Plone system resources for a small site
This How-to applies to:
Any version.
This How-to is intended for:
Server Administrators
Introduction
This article explains what kind of system resources are needed to run small Plone sites, specifically running a small site with few content objects and no dynamicity, e.g. a static company web site and not many hits.
I am running few Plone sites myself. They are hosted on a virtual Xen server with a real server shared between three clients) Example sites used in this how to are www.redinnovation.com, www.opensourceusabilility.com. The server has one "decent" dual core CPU, 512 MB RAM + 1024 MB swap allocated for Plone usage. The operating system is Ubuntu Server 6.06 Linux distribution.
Basic Plone system resources
To run Plone web site you need
- Some kind of machine (preferably Unix server, Windows works too) which is connected to Internet 24/7
- Ability to run arbitary daemon (background) processes on the server
- Ability to open arbitary ports. Zope wants to open its own port for incoming requests.
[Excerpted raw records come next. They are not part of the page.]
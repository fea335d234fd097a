pub mod input;
pub mod output;

use std::path::Path;

use tracing::info;

use crate::error::FileError;
use crate::TransformReport;

/// Read `input`, flip it and write the result to `output`.
///
/// The output is only touched once every track has been transformed, so a
/// parse or fatal decode error leaves `output` exactly as it was. When
/// `output` names the input file it is replaced through a temporary file.
pub fn flip_file(input: &Path, output: &Path, preserve_octaves: bool) -> Result<TransformReport, FileError> {
    let bytes = input::read_input(input).map_err(|source| FileError::Read {
        path: input.to_path_buf(),
        source,
    })?;
    let mut midi = crate::parse(&bytes).map_err(|source| FileError::Parse {
        path: input.to_path_buf(),
        source,
    })?;
    info!(
        "format {}, {} tracks, division {}",
        midi.format_type, midi.track_count, midi.time_division
    );

    let report = crate::transform(&mut midi, preserve_octaves).map_err(|source| FileError::Flip {
        path: input.to_path_buf(),
        source,
    })?;

    let in_place = output::is_same_file(input, output);
    output::write_output(output, &crate::serialize(&midi), in_place).map_err(|source| {
        FileError::Write {
            path: output.to_path_buf(),
            source,
        }
    })?;
    Ok(report)
}
//! MIDI variable-length quantities: base-128, most significant group first,
//! top bit of every byte except the last set as a continuation flag.

/// Longest encoding accepted, which caps values at 2^28 - 1.
pub const MAX_LEN: usize = 4;

/// Largest value that fits in [`MAX_LEN`] bytes.
pub const MAX_VALUE: u32 = 0x0FFF_FFFF;

/// Decode the quantity starting at `pos`.
///
/// Returns the value and the number of bytes it occupied. Reading stops at the
/// first byte with its top bit clear or after [`MAX_LEN`] bytes, whichever
/// comes first. `None` means the buffer ended before the quantity did.
pub fn decode(buf: &[u8], pos: usize) -> Option<(u32, usize)> {
    let mut value: u32 = 0;
    for len in 1..=MAX_LEN {
        let byte = *buf.get(pos + len - 1)?;
        value = (value << 7) | (byte & 0x7F) as u32;
        if byte & 0x80 == 0 {
            return Some((value, len));
        }
    }
    Some((value, MAX_LEN))
}

/// Encode `value`, or `None` if it needs more than [`MAX_LEN`] bytes.
pub fn encode(value: u32) -> Option<Vec<u8>> {
    if value > MAX_VALUE {
        return None;
    }
    let mut bytes = [0u8; MAX_LEN];
    let mut i = MAX_LEN - 1;
    let mut rest = value;
    bytes[i] = (rest & 0x7F) as u8;
    rest >>= 7;
    while rest > 0 {
        i -= 1;
        bytes[i] = ((rest & 0x7F) | 0x80) as u8;
        rest >>= 7;
    }
    Some(bytes[i..].to_vec())
}

#[cfg(test)]
mod tests {
    use super::*;

    #[test]
    fn single_byte() {
        assert_eq!(decode(&[0x40], 0), Some((0x40, 1)));
        assert_eq!(encode(0x40), Some(vec![0x40]));
    }

    #[test]
    fn decodes_from_offset() {
        let buf = [0x00, 0x00, 0x81, 0x00, 0x90];
        assert_eq!(decode(&buf, 2), Some((128, 2)));
    }

    #[test]
    fn boundary_values_round_trip() {
        let cases: [(u32, &[u8]); 7] = [
            (0, &[0x00]),
            (127, &[0x7F]),
            (128, &[0x81, 0x00]),
            (16383, &[0xFF, 0x7F]),
            (16384, &[0x81, 0x80, 0x00]),
            (2_097_151, &[0xFF, 0xFF, 0x7F]),
            (268_435_455, &[0xFF, 0xFF, 0xFF, 0x7F]),
        ];
        for (value, bytes) in cases {
            let encoded = encode(value).unwrap();
            assert_eq!(encoded, bytes, "encoding {}", value);
            assert_eq!(decode(&encoded, 0), Some((value, bytes.len())), "decoding {}", value);
        }
    }

    #[test]
    fn stops_after_four_bytes() {
        // A fifth continuation byte is left for the caller.
        let buf = [0x81, 0x81, 0x81, 0x81, 0x01];
        assert_eq!(decode(&buf, 0), Some((0x0020_4081, 4)));
    }

    #[test]
    fn overrun_is_reported() {
        assert_eq!(decode(&[0x81, 0x80], 0), None);
        assert_eq!(decode(&[], 0), None);
    }

    #[test]
    fn rejects_values_above_28_bits() {
        assert_eq!(encode(MAX_VALUE + 1), None);
    }
}
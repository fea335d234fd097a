use std::fmt;
use std::path::PathBuf;

use thiserror::Error;

/// Byte sequence rendered as `0x` followed by lowercase hex digits.
#[derive(Clone, Debug, PartialEq, Eq)]
pub struct HexBytes(pub Vec<u8>);

impl fmt::Display for HexBytes {
    fn fmt(&self, f: &mut fmt::Formatter<'_>) -> fmt::Result {
        f.write_str("0x")?;
        for b in &self.0 {
            write!(f, "{:02x}", b)?;
        }
        Ok(())
    }
}

impl From<&[u8]> for HexBytes {
    fn from(bytes: &[u8]) -> Self {
        HexBytes(bytes.to_vec())
    }
}

/// Everything that can go wrong while decoding or walking a Standard MIDI File.
///
/// Track indices are zero-based. Offsets are byte positions inside the
/// track chunk, counting the 8-byte `MTrk` header.
#[derive(Clone, Debug, PartialEq, Eq, Error)]
pub enum DecodeError {
    #[error("invalid MIDI file (expected {expected}, got {actual})")]
    InvalidHeader { expected: HexBytes, actual: HexBytes },

    #[error("track {} is invalid (expected {expected}, got {actual})", .track + 1)]
    InvalidTrackHeader {
        track: usize,
        expected: HexBytes,
        actual: HexBytes,
    },

    #[error("track {} declares {length} bytes, over the maximum of {}", .track + 1, i32::MAX)]
    UnsupportedTrackSize { track: usize, length: u32 },

    #[error("track {} ends inside {context} at byte {offset}", .track + 1)]
    MalformedStream {
        track: usize,
        offset: usize,
        context: &'static str,
    },

    #[error("invalid MIDI instruction 0x{instruction:x} at byte {offset} of track {}; cannot proceed on this track", .track + 1)]
    InvalidInstruction {
        track: usize,
        offset: usize,
        instruction: u8,
    },

    #[error("{} ends early: needed {needed} bytes, {available} available", describe_location(.track))]
    Truncated {
        track: Option<usize>,
        needed: usize,
        available: usize,
    },
}

fn describe_location(track: &Option<usize>) -> String {
    match track {
        Some(t) => format!("track {}", t + 1),
        None => "file header".to_string(),
    }
}

impl DecodeError {
    /// Whether the error only stops the current track instead of the whole file.
    pub fn is_track_local(&self) -> bool {
        matches!(self, DecodeError::InvalidInstruction { .. })
    }
}

/// Problems loading the JSON configuration file.
#[derive(Debug, Error)]
pub enum ConfigError {
    #[error("cannot read config {}: {source}", .path.display())]
    Io {
        path: PathBuf,
        source: std::io::Error,
    },

    #[error("invalid config {}: {source}", .path.display())]
    Json {
        path: PathBuf,
        source: serde_json::Error,
    },

    #[error("unknown log level '{0}' (use error, warn, info, debug or trace)")]
    UnknownLogLevel(String),
}

/// Failure of a whole file run; wraps the step that went wrong and the path involved.
#[derive(Debug, Error)]
pub enum FileError {
    #[error("cannot read {}", .path.display())]
    Read {
        path: PathBuf,
        source: std::io::Error,
    },

    #[error("cannot parse {}", .path.display())]
    Parse { path: PathBuf, source: DecodeError },

    #[error("cannot flip {}", .path.display())]
    Flip { path: PathBuf, source: DecodeError },

    #[error("cannot write {}", .path.display())]
    Write {
        path: PathBuf,
        source: std::io::Error,
    },
}
use std::fs;
use std::io;
use std::path::Path;

use tracing::debug;

/// Read the whole input file into memory.
pub fn read_input(path: &Path) -> io::Result<Vec<u8>> {
    let bytes = fs::read(path)?;
    debug!("Read {} bytes from {}", bytes.len(), path.display());
    Ok(bytes)
}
- Shell account for installing Plone + Zope and running control software
One could say that you need server root privileges to run Plone, though it's technically possible without root privileges if the web hosting provider co-operates with you. Also, Plone gulps quite much RAM memory. Read more about it below. You might want to use virtual server, real server or Zope specific host company to run Plone web site, since most low end web hosting solutions don't provide enough flexibility to run Plone. Google for "plone hosting" or "zope hosting". One example company providing resourceful Zope hosting in Europe is Nidelven IT.
Plone performance measuring and caching
Plone doesn't use any CPU when no pages are being loaded (in idle state). When a page is being loaded, CPU usage maxes out to 100% per thread.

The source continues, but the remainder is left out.